AI Babel Fish becomes reality, allowing direct speech-to-speech translations

An AI model that can translate speech and text, including direct speech-to-speech translations, for up to 101 languages is described in Nature. The model, named SEAMLESSM4T, fills gaps in language coverage and outperforms existing systems. The work may pave the way for rapid universal translations, with resources being made publicly available (for non-commercial use) to assist further research on inclusive speech translation technologies.

Readers of science fiction might be familiar with the Babel Fish from The Hitchhiker’s Guide to the Galaxy, a small fish that could be inserted into an ear and simultaneously translate from one spoken language to another. Such a tool would be valuable in facilitating communication in an interconnected global landscape, but most existing machine learning translation systems are text oriented, or involve multiple steps-speech recognition, translation into text, and conversion of text to speech.

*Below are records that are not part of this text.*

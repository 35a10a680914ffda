use super::{
    client::{ApiClient, ClientError},
    storage::{ClientStorage, StoredSession},
    view::{CatalogView, CatalogViewModel, MovieDetail},
};
use crate::models::{ADMIN_ROLE, DeleteResponse, LoginResponse, Movie, MovieFields};

/// Catalog browser: view-model state kept in sync with the API and the
/// persisted admin flag.
pub struct CatalogApp {
    client: ApiClient,
    storage: ClientStorage,
    view: CatalogViewModel,
}

impl CatalogApp {
    pub fn new(client: ApiClient, storage: ClientStorage) -> Self {
        Self { client, storage, view: CatalogViewModel::default() }
    }

    /// Restores a stored admin session, then fetches the catalog.
    pub async fn start(client: ApiClient, storage: ClientStorage) -> Result<Self, ClientError> {
        let mut app = Self::new(client, storage);
        app.restore().await?;
        app.load().await?;
        Ok(app)
    }

    pub fn view_model(&self) -> &CatalogViewModel {
        &self.view
    }

    pub fn render(&self) -> CatalogView {
        self.view.render()
    }

    pub async fn load(&mut self) -> Result<(), ClientError> {
        let movies = self.client.list_movies().await?;
        self.view.set_movies(movies);
        Ok(())
    }

    /// The stored flag is only trusted after the server confirms the token.
    pub async fn restore(&mut self) -> Result<bool, ClientError> {
        let stored = self.storage.load()?;
        let Some(token) = stored.token.filter(|_| stored.is_admin) else {
            if stored.is_admin {
                self.storage.clear()?;
            }
            return Ok(false);
        };

        self.client.set_token(Some(token));
        match self.client.session().await {
            Ok(info) if info.role == ADMIN_ROLE => {
                self.view.login_succeeded();
                Ok(true)
            },
            Ok(_) | Err(ClientError::Api { status: 401, .. }) => {
                tracing::debug!("stored session no longer valid");
                self.client.set_token(None);
                self.storage.clear()?;
                Ok(false)
            },
            Err(err) => Err(err),
        }
    }

    pub async fn login(&mut self, username: &str, password: &str) -> Result<LoginResponse, ClientError> {
        let res = self.client.login(username, password).await?;
        if res.role == ADMIN_ROLE {
            self.storage.save(&StoredSession { is_admin: true, token: Some(res.token.clone()) })?;
            self.view.login_succeeded();
        }
        Ok(res)
    }

    pub async fn logout(&mut self) -> Result<(), ClientError> {
        if let Err(err) = self.client.logout().await {
            tracing::warn!(error = %err, "logout request failed");
            self.client.set_token(None);
        }
        self.storage.clear()?;
        self.view.logged_out();
        Ok(())
    }

    pub fn filter(&mut self, genre: &str) -> CatalogView {
        self.view.set_filter(genre);
        self.view.render()
    }

    pub async fn show_detail(&self, id: i64) -> Result<MovieDetail, ClientError> {
        let movie = self.client.get_movie(id).await?;
        Ok(self.view.detail(&movie))
    }

    /// Prefilled form for editing an existing movie.
    pub async fn edit_form(&self, id: i64) -> Result<MovieFields, ClientError> {
        let movie = self.client.get_movie(id).await?;
        let date = movie.release_date.split('T').next().unwrap_or_default().to_string();
        Ok(MovieFields {
            title: Some(movie.title),
            synopsis: Some(movie.synopsis),
            release_date: Some(date),
            genre: Some(movie.genre),
            duration: Some(movie.duration),
            director: Some(movie.director),
            cast: Some(movie.cast),
            poster_url: Some(movie.poster_url),
            trailer_url: Some(movie.trailer_url),
            admin_key: None,
        })
    }

    /// Creates when `id` is `None`, updates otherwise, then reloads the list.
    pub async fn save(&mut self, id: Option<i64>, fields: MovieFields) -> Result<Movie, ClientError> {
        if !self.view.is_admin() {
            return Err(ClientError::NotAdmin);
        }
        let movie = match id {
            Some(id) => self.client.update_movie(id, &fields).await?,
            None => self.client.create_movie(&fields).await?,
        };
        self.load().await?;
        Ok(movie)
    }

    pub async fn delete(&mut self, id: i64) -> Result<DeleteResponse, ClientError> {
        if !self.view.is_admin() {
            return Err(ClientError::NotAdmin);
        }
        let res = self.client.delete_movie(id).await?;
        self.load().await?;
        Ok(res)
    }
}
use sea_orm_migration::prelude::*;

#[async_std::main]
async fn main() {
    cli::run_cli(migration::Migrator).await;
}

In addition, language coverage for existing speech-to-speech models falls behind that of text-to-text models and tends to be skewed towards translating from a source language into English, rather than from English to another language.

Addressing these limitations, the Seamless Communication Team from Meta have developed a single model that supports multiple modes of translation between up to 101 languages. SEAMLESSM4T can facilitate speech-to-speech translation (recognizing 101 languages and translating to 36 languages), speech-to-text translation (101 to 96 languages), text-to-speech translation (96 to 36 languages), text-to-text translation (96 languages), and automatic speech recognition (96 languages).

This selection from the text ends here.